» **Task to carry out**: Show every line below where "filename" appears.

» **Material for the task**:
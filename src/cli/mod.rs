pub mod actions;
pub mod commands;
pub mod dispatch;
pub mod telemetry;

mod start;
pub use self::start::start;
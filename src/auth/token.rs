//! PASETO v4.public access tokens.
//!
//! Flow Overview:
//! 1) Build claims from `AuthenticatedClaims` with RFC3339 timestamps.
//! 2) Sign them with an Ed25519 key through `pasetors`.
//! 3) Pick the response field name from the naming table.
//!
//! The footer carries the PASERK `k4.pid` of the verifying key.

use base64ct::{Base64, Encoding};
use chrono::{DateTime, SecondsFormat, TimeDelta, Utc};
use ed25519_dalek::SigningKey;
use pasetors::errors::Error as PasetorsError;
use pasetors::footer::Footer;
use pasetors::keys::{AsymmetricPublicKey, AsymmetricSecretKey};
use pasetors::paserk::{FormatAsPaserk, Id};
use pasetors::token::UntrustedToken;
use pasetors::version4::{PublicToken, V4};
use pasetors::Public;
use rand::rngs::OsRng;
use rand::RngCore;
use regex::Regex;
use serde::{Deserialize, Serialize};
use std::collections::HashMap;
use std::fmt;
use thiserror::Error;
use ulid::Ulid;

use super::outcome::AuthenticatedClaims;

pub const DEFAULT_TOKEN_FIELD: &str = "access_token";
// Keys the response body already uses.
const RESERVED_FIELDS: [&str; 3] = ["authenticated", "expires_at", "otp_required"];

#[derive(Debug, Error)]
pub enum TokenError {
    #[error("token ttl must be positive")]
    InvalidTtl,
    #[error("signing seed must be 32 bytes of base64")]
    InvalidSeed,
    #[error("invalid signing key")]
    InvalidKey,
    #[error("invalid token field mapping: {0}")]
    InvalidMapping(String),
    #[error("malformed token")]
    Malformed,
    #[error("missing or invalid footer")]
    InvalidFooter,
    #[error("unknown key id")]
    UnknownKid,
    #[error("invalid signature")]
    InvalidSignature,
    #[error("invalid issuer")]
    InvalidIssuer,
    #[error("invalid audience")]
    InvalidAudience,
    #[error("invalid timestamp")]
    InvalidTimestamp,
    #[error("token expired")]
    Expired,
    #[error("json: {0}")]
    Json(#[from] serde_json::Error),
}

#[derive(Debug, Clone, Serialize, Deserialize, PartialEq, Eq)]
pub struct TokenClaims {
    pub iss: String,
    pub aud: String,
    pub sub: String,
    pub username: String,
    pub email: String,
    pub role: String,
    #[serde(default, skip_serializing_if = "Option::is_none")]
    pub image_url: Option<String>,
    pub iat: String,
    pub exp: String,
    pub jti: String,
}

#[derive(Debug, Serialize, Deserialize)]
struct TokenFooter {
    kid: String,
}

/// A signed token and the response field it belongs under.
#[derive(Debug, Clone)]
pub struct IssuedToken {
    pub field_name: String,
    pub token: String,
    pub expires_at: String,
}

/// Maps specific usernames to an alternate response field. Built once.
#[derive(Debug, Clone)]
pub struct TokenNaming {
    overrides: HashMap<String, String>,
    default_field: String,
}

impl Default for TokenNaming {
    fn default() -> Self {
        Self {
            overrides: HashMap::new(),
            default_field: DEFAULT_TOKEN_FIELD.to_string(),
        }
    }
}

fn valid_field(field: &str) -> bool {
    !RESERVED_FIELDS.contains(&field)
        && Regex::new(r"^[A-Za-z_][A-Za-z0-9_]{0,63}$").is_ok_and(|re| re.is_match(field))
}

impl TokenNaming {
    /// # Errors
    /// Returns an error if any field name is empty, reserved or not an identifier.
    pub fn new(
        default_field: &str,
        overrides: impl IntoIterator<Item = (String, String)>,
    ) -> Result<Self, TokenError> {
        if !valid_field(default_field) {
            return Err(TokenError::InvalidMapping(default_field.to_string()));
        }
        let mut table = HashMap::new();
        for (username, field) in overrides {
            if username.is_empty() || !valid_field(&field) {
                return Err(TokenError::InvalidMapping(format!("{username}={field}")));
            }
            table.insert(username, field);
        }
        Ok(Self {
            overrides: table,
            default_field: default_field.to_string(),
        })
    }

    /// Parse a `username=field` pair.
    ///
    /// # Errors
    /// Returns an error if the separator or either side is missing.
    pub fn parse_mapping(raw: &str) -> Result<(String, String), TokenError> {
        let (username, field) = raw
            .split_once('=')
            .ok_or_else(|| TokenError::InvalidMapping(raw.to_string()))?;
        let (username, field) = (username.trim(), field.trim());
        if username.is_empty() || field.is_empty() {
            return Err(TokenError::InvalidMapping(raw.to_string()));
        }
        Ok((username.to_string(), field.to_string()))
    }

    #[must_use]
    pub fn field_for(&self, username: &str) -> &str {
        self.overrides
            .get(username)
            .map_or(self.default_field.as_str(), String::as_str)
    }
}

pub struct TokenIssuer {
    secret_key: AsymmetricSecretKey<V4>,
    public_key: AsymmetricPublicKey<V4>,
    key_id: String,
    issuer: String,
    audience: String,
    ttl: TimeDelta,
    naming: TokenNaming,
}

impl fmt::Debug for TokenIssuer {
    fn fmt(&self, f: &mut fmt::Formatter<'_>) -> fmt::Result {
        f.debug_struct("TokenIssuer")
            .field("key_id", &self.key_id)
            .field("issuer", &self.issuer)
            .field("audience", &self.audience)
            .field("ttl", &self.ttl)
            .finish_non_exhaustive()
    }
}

» **Written response**:
filename src/cli/mod.rs
filename src/auth/token.rs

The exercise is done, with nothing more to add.